No matter how recent advances many tech companies have made for humanity, they have also wreaked havoc on our world, from screen addiction to social fragmentation to a depressing sense of isolation. Conflicted tech workers are starting to face the fact that Big Tech hasn’t simply bettered the world, and some are seeking spirituality, psychedelics, meditation, and mindfulness to reconcile this with their traditional notions of success. For The New Yorker, Andrew Marantz examines what he calls “Silicon Valley’s Crisis of Conscience.” Silicon Valley has earned our skepticism, and it’s tempting to dismiss this soul-seeking as PR or another passing trend, like open offices or those little fold-up commuter bikes. “But ultimately if a handful of people have this much power,” asks Esalen institute’s past C.E.O. Ben Tauber, “then, isn’t that worth a shot?” Maybe. So what’s this all look like?

Near the end of a placid April morning in San Francisco, a nonprofit called the Center for Humane Technology convened more than three hundred people in a midsized amphitheatre named SFJAZZ—co-founders of Pinterest and Craigslist and Apple, vice-presidents at Google and Facebook, several prominent venture capitalists, and many people whose job titles were “storyteller” or “human-experience engineer.” One attendee was Aden Van Noppen, who carried a notebook with a decal that read, “Move Purposefully and Fix Things.” She worked on tech policy in Barack Obama’s White House, then did a fellowship at Harvard Divinity School, and now runs Mobius, a Bay Area organization dedicated to “putting our well-being at the center of technology.” “The Valley right now is like a patient who’s just received a grave diagnosis,” she said. “There’s a type of person who reacts to that by staying in deflect-and-deny mode—‘How do we prevent anyone from knowing we’re sick?’ Then, there’s the type who wants to treat the symptoms, quickly and superficially, in the hope that the illness just goes away on its own. And there’s a third group, that wants to find a cure.” The audience at SFJAZZ comprised the third group—the concerned citizens of Silicon Valley.

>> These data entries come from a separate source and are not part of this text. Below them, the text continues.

//! typst-companion - run one Typst editing command against a file.
//!
//! # Usage
//!
//! ```bash
//! typst-companion notes.typ toggle-bold --cursor 3:7
//! typst-companion notes.typ toggle-list-marker --select 2:1-5:1 --stdout
//! ```

use std::path::{Path, PathBuf};

use anyhow::{Context, Result, bail};
use clap::Parser;
use typst_companion_config::Config;
use typst_companion_engine::{Cmd, Document, EditorHost, Outcome, Position, Selection, execute};

/// Typst authoring commands: inline styles, list markers and headings
#[derive(Parser, Debug)]
#[command(name = "typst-companion", version, about, long_about = None)]
struct Cli {
    /// Typst file to edit
    #[arg(value_name = "FILE")]
    file: PathBuf,

    /// toggle-bold, toggle-italic, toggle-underline, toggle-strikethrough,
    /// heading-increase, heading-decrease or toggle-list-marker
    #[arg(value_name = "COMMAND")]
    command: Cmd,

    /// Caret at LINE:COLUMN (1-based); repeat for multiple carets
    #[arg(long, value_name = "L:C", value_parser = parse_cursor)]
    cursor: Vec<Selection>,

    /// Selection from anchor to caret, e.g. 2:1-2:9; repeatable
    #[arg(long, value_name = "AL:AC-L:C", value_parser = parse_selection)]
    select: Vec<Selection>,

    /// Config file to use instead of ~/.config/typst-companion/config.toml
    #[arg(long, value_name = "PATH")]
    config: Option<PathBuf>,

    /// Print the result instead of writing it back to FILE
    #[arg(long)]
    stdout: bool,
}

/// Parse a 1-based `LINE:COLUMN` into a zero-based position
fn parse_position(s: &str) -> Result<Position> {
    let (line, column) = s
        .split_once(':')
        .with_context(|| format!("expected LINE:COLUMN, got {s:?}"))?;
    let line: usize = line
        .trim()
        .parse()
        .with_context(|| format!("invalid line in {s:?}"))?;
    let column: usize = column
        .trim()
        .parse()
        .with_context(|| format!("invalid column in {s:?}"))?;
    if line == 0 || column == 0 {
        bail!("lines and columns start at 1, got {s:?}");
    }
    Ok(Position::new(line - 1, column - 1))
}

fn parse_cursor(s: &str) -> Result<Selection, String> {
    parse_position(s)
        .map(Selection::cursor)
        .map_err(|e| format!("{e:#}"))
}

fn parse_selection(s: &str) -> Result<Selection, String> {
    let parse = || -> Result<Selection> {
        let (anchor, active) = s
            .split_once('-')
            .with_context(|| format!("expected ANCHOR-CARET, got {s:?}"))?;
        Ok(Selection::new(parse_position(anchor)?, parse_position(active)?))
    };
    parse().map_err(|e| format!("{e:#}"))
}

/// Configured list markers; a broken config only costs the custom cycle
fn load_candidate_markers(path: Option<&Path>) -> Option<Vec<String>> {
    let explicit =
        path.map(|path| Config::expand_path(path).unwrap_or_else(|| path.to_path_buf()));
    let loaded = match &explicit {
        Some(path) => Config::load_from_path(path),
        None => Config::load(),
    };

    match loaded {
        Ok(Some(config)) => config.candidate_markers().map(<[String]>::to_vec),
        Ok(None) => {
            match &explicit {
                Some(path) => log::warn!(
                    "config file {} not found; using the default list marker cycle",
                    path.display()
                ),
                None => log::debug!("no config file, using the default list marker cycle"),
            }
            None
        }
        Err(e) => {
            log::warn!("{e}; using the default list marker cycle");
            None
        }
    }
}

fn main() -> Result<()> {
    env_logger::Builder::from_env(env_logger::Env::default().default_filter_or("info")).init();

    let cli = Cli::parse();

    let bytes = std::fs::read(&cli.file)
        .with_context(|| format!("Failed to read {}", cli.file.display()))?;
    let mut document = Document::from_bytes(&bytes)
        .with_context(|| format!("{} is not valid UTF-8", cli.file.display()))?;
    if let Some(markers) = load_candidate_markers(cli.config.as_deref()) {
        document = document.with_candidate_markers(markers);
    }

    let mut selections: Vec<Selection> = cli.cursor;
    selections.extend(cli.select);
    if selections.is_empty() {
        selections.push(Selection::cursor(Position::default()));
    }
    document.set_selections(selections);

    let outcome = execute(&mut document, cli.command)
        .with_context(|| format!("{} failed on {}", cli.command, cli.file.display()))?;

    let carets: Vec<String> = document
        .selections()
        .iter()
        .map(one_based)
        .collect();
    log::info!("{}: {outcome:?}, selections [{}]", cli.command, carets.join(", "));

    if cli.stdout {
        print!("{}", document.text());
    } else if outcome != Outcome::Unchanged {
        std::fs::write(&cli.file, document.to_bytes())
            .with_context(|| format!("Failed to write {}", cli.file.display()))?;
    }

    Ok(())
}

/// Selection as the user would type it back on the command line
fn one_based(selection: &Selection) -> String {
    let show = |pos: Position| format!("{}:{}", pos.line + 1, pos.character + 1);
    if selection.is_empty() {
        show(selection.active)
    } else {
        format!("{}-{}", show(selection.anchor), show(selection.active))
    }
}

Before the presentation, Van Noppen hosted a breakfast for a few members of the audience, including Justin Rosenstein, a former Facebook employee and a co-inventor of the Like button, and Chris Messina, a former Google employee and the inventor of the hashtag. Messina wore a polo shirt, revealing a tattoo on each arm: a hashtag on the right, a Burning Man logo on the left. “It’s not nearly widespread enough yet,” he said, of the industry’s capacity for self-critique. “But even to get a group of people together like this and publicly acknowledge the depth of the problem? That would have been impossible a few years ago.”

“A few months ago,” Rosenstein said.